NA medical superintendent to oppose transfer order By Daniel DaCosta
Stabroek News
January 23, 2002

Medical superintendent of the New Amsterdam hospital, Dr John Austin is of the view that he has been singled out for victimisation and has vowed to resist efforts to transfer him to the Georgetown Public Hospital.

According to the surgeon, the commission appointed by Health Minister, Dr Leslie Ramsammy to conduct an investigation into two deaths at the hospital did not find him guilty of any offence and therefore he refuses to be transferred.

The five-man commission recommended that Dr Austin be transferred "for a period to the Georgetown Hospital where it is believed he will benefit from a busier and more structured service." One of the deaths investigated was that of Shahabodeen Kassim who was shot by a bandit and who it was alleged waited two hours for the general surgeon to arrive. According to the commission's report, Kassim's injury was so serious that a different outcome was unlikely given the available service at the hospital. Dr Ramsammy in a recent television programme in New Amsterdam said he intended to implement the recommendation of the commission to transfer Dr Austin to Georgetown. Stabroek News understands the surgeon is contemplating legal action.

In the aftermath of the death of Kassim and another patient identified as Chatterpaul, the minister paid several impromptu visits to the regional hospital.

Ramsammy publicly castigated doctors for laziness and was accused of manhandling a foreign doctor. However, he has refuted the allegation saying it was "a malicious lie" and "a lot of nonsense." Since then the doctor and his wife, also a doctor, have left the country.

Stabroek News understands that another senior doctor is contemplating leaving the institution because of what has been described as harassment and intimidation.

Sources at the hospital say the minister's public condemnation of staff has undermined morale and relations between the two parties. Conditions at the institution such as poor salaries, inadequate equipment and staff shortages are said to be responsible for the poor services offered.

The five-man commission had urged that "the service of the hospital be urgently improved as it relates to professional assets, medical personnel and laboratory services." However, Ramsammy is of the view that maximum use is not being made of the existing human and physical resources at the hospital arguing that this is the cause of its woes.

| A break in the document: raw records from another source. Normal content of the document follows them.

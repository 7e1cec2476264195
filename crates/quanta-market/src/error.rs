//! Error types for quanta-market.

use chrono::{DateTime, Utc};
use quanta_core::{Amount, LedgerError};
use thiserror::Error;

use crate::listing::ListingId;

/// Result type alias for marketplace operations.
pub type Result<T> = std::result::Result<T, MarketError>;

/// Errors that can occur in marketplace operations.
#[derive(Debug, Clone, PartialEq, Eq, Error)]
pub enum MarketError {
    /// Listing does not exist (never created, or already sold out).
    #[error("listing not found: {0}")]
    NotFound(ListingId),

    /// Seller cannot cover the amount being listed.
    #[error("insufficient energy balance: required {required}, available {available}")]
    InsufficientEnergyBalance {
        /// Amount the listing needs escrowed.
        required: Amount,
        /// Seller's current energy balance.
        available: Amount,
    },

    /// Purchase asks for more than the listing holds.
    #[error("insufficient listed amount: requested {requested}, available {available}")]
    InsufficientListedAmount {
        /// Amount requested by the buyer.
        requested: Amount,
        /// Amount still listed.
        available: Amount,
    },

    /// Buyer cannot pay for the purchase.
    #[error("insufficient currency balance: required {required}, available {available}")]
    InsufficientCurrencyBalance {
        /// Total cost of the purchase.
        required: Amount,
        /// Buyer's current currency balance.
        available: Amount,
    },

    /// Zero quantity or zero price.
    #[error("invalid amount: {0}")]
    InvalidAmount(&'static str),

    /// Listing is past its expiration and expiry is enforced.
    #[error("listing {listing} expired at {expiration}")]
    ListingExpired {
        /// The expired listing.
        listing: ListingId,
        /// When it expired.
        expiration: DateTime<Utc>,
    },

    /// Arithmetic would exceed the representable range.
    #[error("overflow: {0}")]
    Overflow(&'static str),

    /// Restored state breaks a marketplace invariant.
    #[error("corrupt market state: {0}")]
    CorruptState(String),

    /// Underlying ledger rejected a movement.
    #[error(transparent)]
    Ledger(#[from] LedgerError),
}

#[cfg(test)]
mod tests {
    use super::*;

    #[test]
    fn insufficient_listed_display() {
        let err = MarketError::InsufficientListedAmount {
            requested: Amount::new(600),
            available: Amount::new(500),
        };
        let msg = err.to_string();
        assert!(msg.contains("600"));
        assert!(msg.contains("500"));
    }

    #[test]
    fn not_found_display() {
        assert_eq!(
            MarketError::NotFound(ListingId::new(3)).to_string(),
            "listing not found: 3"
        );
    }

    #[test]
    fn ledger_error_converts() {
        let err: MarketError = LedgerError::invalid_identity("empty").into();
        assert!(matches!(err, MarketError::Ledger(_)));
    }
}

Recently Ramsammy has been talking about beefing up the hospital's medical staff but sources say the problem has been an age-old one with brief periods of improvement. "The hospital has been experiencing a shortage of doctors for the past five to six years and we have been calling for more since then but to no avail," one informed source told this newspaper. Medexes have been running the outpatient and accident and emergency departments for several years now.

Another source posited that the minister of health has been publicly criticizing the health sector as if he was an outsider and not part of the sector. "His attitude and style has intimidated and strained relations with staff at the institution", the source said.

Despite promises in November last by Ramsammy that rooms for doctors on duty would be improved, nothing further has developed. "Numerous requests to the regional administration and the ministry to complete the water supply system have fallen on deaf ears," one official said. "Yet management is blamed for works which must be executed by either of the two."

At the moment there is only one government medical officer (GMO) at the hospital but Ramsammy last week said another is to join the staff from Georgetown this week while a further two will do so shortly.

A source at the hospital told this newspaper that doctors based at the Georgetown Hospital are reluctant to move to New Amsterdam. According to the source, this hospital is in need of at least seven GMOs to cater for an efficient 24-hour shift system. This newspaper recently learnt that the institution needs five more consultants/specialists to complement the present four.

Last month a source at the hospital told this newspaper "no one knows who is in charge of the hospital .... what are the functions of the administrator, the medical superintendent and the regional health officer. Inadequate water supply over a 24-hour period, inadequate electricity supply and the absence of an anaesthetic machine in the operating theatre of the accident and emergency unit continue to plague the institution. Ramsammy had promised last year that the water problem would have been solved by last October."

Since 1992 the hospital has been experiencing water supply problems with only some wards receiving water. On a daily basis, maids, porters, relatives and patients are forced to fetch water by buckets up to the wards. According to a source "the ministry and the regional administration have known of the problems for several years now."